DATA RECORDS:
//! `Set<V>`: an ordered collection of unique values — spec §4.7.

use std::fmt;
use std::sync::Arc;

use crate::chunker::chunk_sequence;
use crate::error::CoreError;
use crate::hash::ChunkConfig;
use crate::schema::SetSchema;
use crate::sequence::SequenceNode;
use crate::store::ValueReadWriter;
use crate::value::{OrderedKey, Value};

use super::collect_all;

pub struct Set<V, R> {
    store: R,
    config: ChunkConfig,
    root: Arc<SequenceNode<SetSchema<V>>>,
}

impl<V, R> Set<V, R>
where
    V: Value + serde::Serialize + serde::de::DeserializeOwned,
    R: ValueReadWriter<SequenceNode<SetSchema<V>>>,
{
    pub fn new(store: R, config: ChunkConfig) -> Self {
        Set {
            store,
            config,
            root: Arc::new(SequenceNode::Leaf(crate::sequence::LeafSequence::new(
                Vec::new(),
            ))),
        }
    }

    /// Builds a set from values, silently collapsing duplicates — spec §4.7.
    pub async fn from_iter(
        store: R,
        config: ChunkConfig,
        values: impl IntoIterator<Item = V>,
    ) -> Result<Self, CoreError> {
        let mut sorted: Vec<V> = values.into_iter().collect();
        sorted.sort();
        sorted.dedup();
        let root = chunk_sequence(&store, config, sorted).await?;
        Ok(Set { store, config, root })
    }

    pub fn len(&self) -> u64 {
        self.root.num_leaves()
    }

    pub fn is_empty(&self) -> bool {
        self.root.is_empty()
    }

    pub async fn contains(&self, value: &V) -> Result<bool, CoreError> {
        if self.root.is_empty() {
            return Ok(false);
        }
        let wanted = OrderedKey::new(value.clone());
        let cursor = crate::cursor::SequenceCursor::new_cursor_at_key(
            self.root.clone(),
            Some(&wanted),
            false,
            false,
            &self.store,
        )
        .await?;
        Ok(matches!(cursor.current_item(), Some(v) if v == value))
    }

    pub async fn to_vec(&self) -> Result<Vec<V>, CoreError> {
        collect_all(&self.root, &self.store).await
    }

    /// Returns `true` if `value` was newly inserted.
    pub async fn insert(&mut self, value: V) -> Result<bool, CoreError> {
        let mut items = self.to_vec().await?;
        match items.binary_search(&value) {
            Ok(_) => Ok(false),
            Err(i) => {
                items.insert(i, value);
                self.root = chunk_sequence(&self.store, self.config, items).await?;
                Ok(true)
            }
        }
    }

    /// Returns `true` if `value` was present and removed.
    pub async fn remove(&mut self, value: &V) -> Result<bool, CoreError> {
        let mut items = self.to_vec().await?;
        match items.binary_search(value) {
            Ok(i) => {
                items.remove(i);
                self.root = chunk_sequence(&self.store, self.config, items).await?;
                Ok(true)
            }
            Err(_) => Ok(false),
        }
    }

    pub fn store(&self) -> &R {
        &self.store
    }
}

impl<V, R> fmt::Debug for Set<V, R> {
    fn fmt(&self, f: &mut fmt::Formatter<'_>) -> fmt::Result {
        f.debug_struct("Set")
            .field("num_leaves", &self.root.num_leaves())
            .finish()
    }
}

#[cfg(test)]
mod tests {
    use super::*;
    use crate::store::memory::MemoryStore;

    #[tokio::test]
    async fn from_iter_collapses_duplicates() {
        let store = MemoryStore::new();
        let set = Set::from_iter(store, ChunkConfig::default(), vec![3, 1, 2, 1, 3])
            .await
            .unwrap();
        assert_eq!(set.len(), 3);
        assert_eq!(set.to_vec().await.unwrap(), vec![1, 2, 3]);
    }

    #[tokio::test]
    async fn insert_and_remove() {
        let store = MemoryStore::new();
        let mut set = Set::new(store, ChunkConfig::default());
        assert!(set.insert(5).await.unwrap());
        assert!(!set.insert(5).await.unwrap());
        assert!(set.contains(&5).await.unwrap());
        assert!(set.remove(&5).await.unwrap());
        assert!(!set.contains(&5).await.unwrap());
    }
}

ABOUT THIS TASK: Restate the listing above word for word.

RESULT OF THE TASK:
//! `Set<V>`: an ordered collection of unique values — spec §4.7.

use std::fmt;
use std::sync::Arc;

use crate::chunker::chunk_sequence;
use crate::error::CoreError;
use crate::hash::ChunkConfig;
use crate::schema::SetSchema;
use crate::sequence::SequenceNode;
use crate::store::ValueReadWriter;
use crate::value::{OrderedKey, Value};

use super::collect_all;

pub struct Set<V, R> {
    store: R,
    config: ChunkConfig,
    root: Arc<SequenceNode<SetSchema<V>>>,
}

impl<V, R> Set<V, R>
where
    V: Value + serde::Serialize + serde::de::DeserializeOwned,
    R: ValueReadWriter<SequenceNode<SetSchema<V>>>,
{
    pub fn new(store: R, config: ChunkConfig) -> Self {
        Set {
            store,
            config,
            root: Arc::new(SequenceNode::Leaf(crate::sequence::LeafSequence::new(
                Vec::new(),
            ))),
        }
    }

    /// Builds a set from values, silently collapsing duplicates — spec §4.7.
    pub async fn from_iter(
        store: R,
        config: ChunkConfig,
        values: impl IntoIterator<Item = V>,
    ) -> Result<Self, CoreError> {
        let mut sorted: Vec<V> = values.into_iter().collect();
        sorted.sort();
        sorted.dedup();
        let root = chunk_sequence(&store, config, sorted).await?;
        Ok(Set { store, config, root })
    }

    pub fn len(&self) -> u64 {
        self.root.num_leaves()
    }

    pub fn is_empty(&self) -> bool {
        self.root.is_empty()
    }

    pub async fn contains(&self, value: &V) -> Result<bool, CoreError> {
        if self.root.is_empty() {
            return Ok(false);
        }
        let wanted = OrderedKey::new(value.clone());
        let cursor = crate::cursor::SequenceCursor::new_cursor_at_key(
            self.root.clone(),
            Some(&wanted),
            false,
            false,
            &self.store,
        )
        .await?;
        Ok(matches!(cursor.current_item(), Some(v) if v == value))
    }

    pub async fn to_vec(&self) -> Result<Vec<V>, CoreError> {
        collect_all(&self.root, &self.store).await
    }

    /// Returns `true` if `value` was newly inserted.
    pub async fn insert(&mut self, value: V) -> Result<bool, CoreError> {
        let mut items = self.to_vec().await?;
        match items.binary_search(&value) {
            Ok(_) => Ok(false),
            Err(i) => {
                items.insert(i, value);
                self.root = chunk_sequence(&self.store, self.config, items).await?;
                Ok(true)
            }
        }
    }

    /// Returns `true` if `value` was present and removed.
    pub async fn remove(&mut self, value: &V) -> Result<bool, CoreError> {
        let mut items = self.to_vec().await?;
        match items.binary_search(value) {
            Ok(i) => {
                items.remove(i);
                self.root = chunk_sequence(&self.store, self.config, items).await?;
                Ok(true)
            }
            Err(_) => Ok(false),
        }
    }

    pub fn store(&self) -> &R {
        &self.store
    }
}

impl<V, R> fmt::Debug for Set<V, R> {
    fn fmt(&self, f: &mut fmt::Formatter<'_>) -> fmt::Result {
        f.debug_struct("Set")
            .field("num_leaves", &self.root.num_leaves())
            .finish()
    }
}

#[cfg(test)]
mod tests {
    use super::*;
    use crate::store::memory::MemoryStore;

    #[tokio::test]
    async fn from_iter_collapses_duplicates() {
        let store = MemoryStore::new();
        let set = Set::from_iter(store, ChunkConfig::default(), vec![3, 1, 2, 1, 3])
            .await
            .unwrap();
        assert_eq!(set.len(), 3);
        assert_eq!(set.to_vec().await.unwrap(), vec![1, 2, 3]);
    }

    #[tokio::test]
    async fn insert_and_remove() {
        let store = MemoryStore::new();
        let mut set = Set::new(store, ChunkConfig::default());
        assert!(set.insert(5).await.unwrap());
        assert!(!set.insert(5).await.unwrap());
        assert!(set.contains(&5).await.unwrap());
        assert!(set.remove(&5).await.unwrap());
        assert!(!set.contains(&5).await.unwrap());
    }
}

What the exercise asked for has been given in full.